Sunday, 9 October 2011

Two poems by the Dutch writer
Dèr Mouw


AQUARIUM

In merest scrap of ocean, greenish, dim,
the creature drifts, transparent, like some ghost;
through wall of glass the human spirit, lost
to itself, takes the enormous wonder in,

how, flimsy with translucence, the small soul
that burns within each organ without trace,
now makes the slight wing, fine as woven lace,
of the alien glass bird beat with wavelike roll.

So drifts my verse in me, a part of God;
and something that both rhyme and reason mocks
hides in ingenious translucency;

and he who reads this, for one moment, feels
quivering, beyond his I’s constraining shield,
the mystery of his eternity.

*************************************

Dull mauve and purple-grey the western skies.
I’m walking still through frost-encrusted grass,
and hear on the canal close by the harsh
thin scrape of skates on hollow-tinkling ice:

and on the frozen glass it feels as though,
circling, floating, swerving with artful skill,
bent from the waist, I rise and fall at will:
my back feels as if skating made it flow.
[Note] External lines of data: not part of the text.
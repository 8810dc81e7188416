//! Strongly-typed identifiers for the usage-limit engine

use serde::{Deserialize, Serialize};
use std::borrow::Borrow;
use std::fmt;

/// Identifier of a user whose usage is being tracked.
#[derive(Debug, Clone, Copy, PartialEq, Eq, Hash, PartialOrd, Ord, Serialize, Deserialize)]
pub struct UserId(i32);

impl UserId {
    pub fn new(id: i32) -> Self {
        Self(id)
    }

    pub fn as_i32(&self) -> i32 {
        self.0
    }
}

impl fmt::Display for UserId {
    fn fmt(&self, f: &mut fmt::Formatter<'_>) -> fmt::Result {
        write!(f, "{}", self.0)
    }
}

impl From<i32> for UserId {
    fn from(id: i32) -> Self {
        Self(id)
    }
}

/// Kernel uid of the client that registers observers.
#[derive(Debug, Clone, Copy, PartialEq, Eq, Hash, PartialOrd, Ord, Serialize, Deserialize)]
pub struct Uid(i32);

impl Uid {
    pub fn new(uid: i32) -> Self {
        Self(uid)
    }

    pub fn as_i32(&self) -> i32 {
        self.0
    }
}

impl fmt::Display for Uid {
    fn fmt(&self, f: &mut fmt::Formatter<'_>) -> fmt::Result {
        write!(f, "{}", self.0)
    }
}

impl From<i32> for Uid {
    fn from(uid: i32) -> Self {
        Self(uid)
    }
}

/// Uid-scoped identifier distinguishing observer registrations.
/// Re-registering the same id replaces the prior observer.
#[derive(Debug, Clone, Copy, PartialEq, Eq, Hash, PartialOrd, Ord, Serialize, Deserialize)]
pub struct ObserverId(i32);

impl ObserverId {
    pub fn new(id: i32) -> Self {
        Self(id)
    }

    pub fn as_i32(&self) -> i32 {
        self.0
    }
}

impl fmt::Display for ObserverId {
    fn fmt(&self, f: &mut fmt::Formatter<'_>) -> fmt::Result {
        write!(f, "{}", self.0)
    }
}

impl From<i32> for ObserverId {
    fn from(id: i32) -> Self {
        Self(id)
    }
}

/// An opaque named unit of usage: an app package, or a caller-defined
/// group token. Compared by string equality.
#[derive(Debug, Clone, PartialEq, Eq, Hash, PartialOrd, Ord, Serialize, Deserialize)]
pub struct EntityId(String);

impl EntityId {
    pub fn new(name: impl Into<String>) -> Self {
        Self(name.into())
    }

    pub fn as_str(&self) -> &str {
        &self.0
    }
}

impl fmt::Display for EntityId {
    fn fmt(&self, f: &mut fmt::Formatter<'_>) -> fmt::Result {
        write!(f, "{}", self.0)
    }
}

impl From<String> for EntityId {
    fn from(s: String) -> Self {
        Self(s)
    }
}

impl From<&str> for EntityId {
    fn from(s: &str) -> Self {
        Self(s.to_string())
    }
}

impl Borrow<str> for EntityId {
    fn borrow(&self) -> &str {
        &self.0
    }
}
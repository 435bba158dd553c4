use std::collections::BTreeMap;
use std::fmt;

use serde::Deserialize;

/// Opaque message identifier.
///
/// Dumps normally use UUID strings, but numeric ids are accepted too. Those
/// are kept as their JSON text and never compare equal to a string id, so
/// `17` and `"17"` are different messages.
#[derive(Debug, Clone, PartialEq, Eq, Hash)]
pub enum MessageId {
    Text(String),
    Number(String),
}

impl MessageId {
    pub fn as_str(&self) -> &str {
        match self {
            MessageId::Text(s) | MessageId::Number(s) => s,
        }
    }
}

impl From<&str> for MessageId {
    fn from(s: &str) -> Self {
        MessageId::Text(s.to_string())
    }
}

impl fmt::Display for MessageId {
    fn fmt(&self, f: &mut fmt::Formatter<'_>) -> fmt::Result {
        f.write_str(self.as_str())
    }
}

/// Participant role of a message.
///
/// Only `user` and `assistant` form an opposite pair. Every other role,
/// including the dump's own `prompter`, is kept verbatim and never takes part
/// in opposite-role preference.
#[derive(Debug, Clone, PartialEq, Eq, Hash)]
pub enum Role {
    Asker,
    Responder,
    Other(String),
}

impl Role {
    pub fn from_wire(s: &str) -> Self {
        match s {
            "user" => Role::Asker,
            "assistant" => Role::Responder,
            other => Role::Other(other.to_string()),
        }
    }

    /// The conversational counterpart, if this role has one.
    pub fn opposite(&self) -> Option<Role> {
        match self {
            Role::Asker => Some(Role::Responder),
            Role::Responder => Some(Role::Asker),
            Role::Other(_) => None,
        }
    }
}

/// Crowd-sourced rating summary for one label category.
#[derive(Debug, Clone, Default, PartialEq)]
pub struct Label {
    /// Mean rating, only present when the source value is a JSON number.
    pub value: Option<f64>,
}

/// Rating labels keyed by category name (`humor`, `quality`, ...).
#[derive(Debug, Clone, Default, PartialEq)]
pub struct Labels(BTreeMap<String, Label>);

impl Labels {
    pub fn get(&self, category: &str) -> Option<&Label> {
        self.0.get(category)
    }

    /// Numeric value of a category, if the category exists and carries one.
    pub fn value(&self, category: &str) -> Option<f64> {
        self.get(category).and_then(|label| label.value)
    }
}

impl FromIterator<(String, Label)> for Labels {
    fn from_iter<I: IntoIterator<Item = (String, Label)>>(iter: I) -> Self {
        Labels(iter.into_iter().collect())
    }
}

/// A single conversational turn as read from the dataset.
///
/// Only the fields the selector looks at are decoded. Every field is optional
/// and a value of the wrong JSON type decodes to its absent/default form
/// instead of rejecting the record.
#[derive(Debug, Clone, Default, PartialEq, Deserialize)]
pub struct Message {
    #[serde(rename = "message_id", default, deserialize_with = "lenient::identifier")]
    pub id: Option<MessageId>,
    #[serde(default, deserialize_with = "lenient::identifier")]
    pub parent_id: Option<MessageId>,
    #[serde(default, deserialize_with = "lenient::role")]
    pub role: Option<Role>,
    #[serde(default, deserialize_with = "lenient::string")]
    pub lang: Option<String>,
    #[serde(default, deserialize_with = "lenient::labels")]
    pub labels: Labels,
    /// Whether the message passed review. Decoded by truthiness.
    #[serde(default, deserialize_with = "lenient::truthy")]
    pub review_result: bool,
    #[serde(default, deserialize_with = "lenient::unsigned")]
    pub review_count: Option<u64>,
    #[serde(default, deserialize_with = "lenient::integer")]
    pub rank: Option<i64>,
}

impl Message {
    /// Parses one JSON object. Anything else (arrays, scalars, broken JSON)
    /// yields `None`.
    pub fn parse(line: &str) -> Option<Self> {
        let value: serde_json::Value = serde_json::from_str(line).ok()?;
        if !value.is_object() {
            return None;
        }
        serde_json::from_value(value).ok()
    }

    pub fn id(&self) -> Option<&MessageId> {
        self.id.as_ref()
    }

    pub fn parent_id(&self) -> Option<&MessageId> {
        self.parent_id.as_ref()
    }

    pub fn has_role(&self, role: &Role) -> bool {
        self.role.as_ref() == Some(role)
    }
}

/// Field decoders that fall back to "absent" on type mismatch.
mod lenient {
    use serde::{Deserialize, Deserializer};
    use serde_json::Value;

    use super::{Label, Labels, MessageId, Role};

    pub fn string<'de, D>(deserializer: D) -> Result<Option<String>, D::Error>
    where
        D: Deserializer<'de>,
    {
        match Value::deserialize(deserializer)? {
            Value::String(s) => Ok(Some(s)),
            _ => Ok(None),
        }
    }

    /// Non-empty strings and non-zero numbers; anything else has no id.
    pub fn identifier<'de, D>(deserializer: D) -> Result<Option<MessageId>, D::Error>
    where
        D: Deserializer<'de>,
    {
        let id = match Value::deserialize(deserializer)? {
            Value::String(s) if !s.is_empty() => Some(MessageId::Text(s)),
            Value::Number(n) if n.as_f64().is_some_and(|f| f != 0.0) => {
                Some(MessageId::Number(n.to_string()))
            }
            _ => None,
        };
        Ok(id)
    }

    pub fn role<'de, D>(deserializer: D) -> Result<Option<Role>, D::Error>
    where
        D: Deserializer<'de>,
    {
        Ok(string(deserializer)?.map(|s| Role::from_wire(&s)))
    }

    pub fn truthy<'de, D>(deserializer: D) -> Result<bool, D::Error>
    where
        D: Deserializer<'de>,
    {
        let truthy = match Value::deserialize(deserializer)? {
            Value::Null => false,
            Value::Bool(b) => b,
            Value::Number(n) => n.as_f64().is_some_and(|f| f != 0.0),
            Value::String(s) => !s.is_empty(),
            Value::Array(a) => !a.is_empty(),
            Value::Object(o) => !o.is_empty(),
        };
        Ok(truthy)
    }

    pub fn unsigned<'de, D>(deserializer: D) -> Result<Option<u64>, D::Error>
    where
        D: Deserializer<'de>,
    {
        Ok(Value::deserialize(deserializer)?.as_u64())
    }

    /// Integral JSON numbers only; `3.0` is a float and decodes to `None`.
    pub fn integer<'de, D>(deserializer: D) -> Result<Option<i64>, D::Error>
    where
        D: Deserializer<'de>,
    {
        Ok(Value::deserialize(deserializer)?.as_i64())
    }

    pub fn labels<'de, D>(deserializer: D) -> Result<Labels, D::Error>
    where
        D: Deserializer<'de>,
    {
        let Value::Object(map) = Value::deserialize(deserializer)? else {
            return Ok(Labels::default());
        };

        Ok(map
            .into_iter()
            .filter_map(|(category, summary)| {
                let Value::Object(summary) = summary else {
                    return None;
                };
                let label = Label {
                    value: summary.get("value").and_then(Value::as_f64),
                };
                Some((category, label))
            })
            .collect())
    }
}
I hope who thus can feel my verses glide –
alone, in pairs, or rows that stretch out wide,
rolling on pulse and rhyme of prime Dutch steel –

that he the wind that bore me can hear playing,
and in my words the marvellous broad swaying
and sliding of his spirits too may feel.

A quite extraordinary poet! The crunching of the lines is even more pronounced in the original.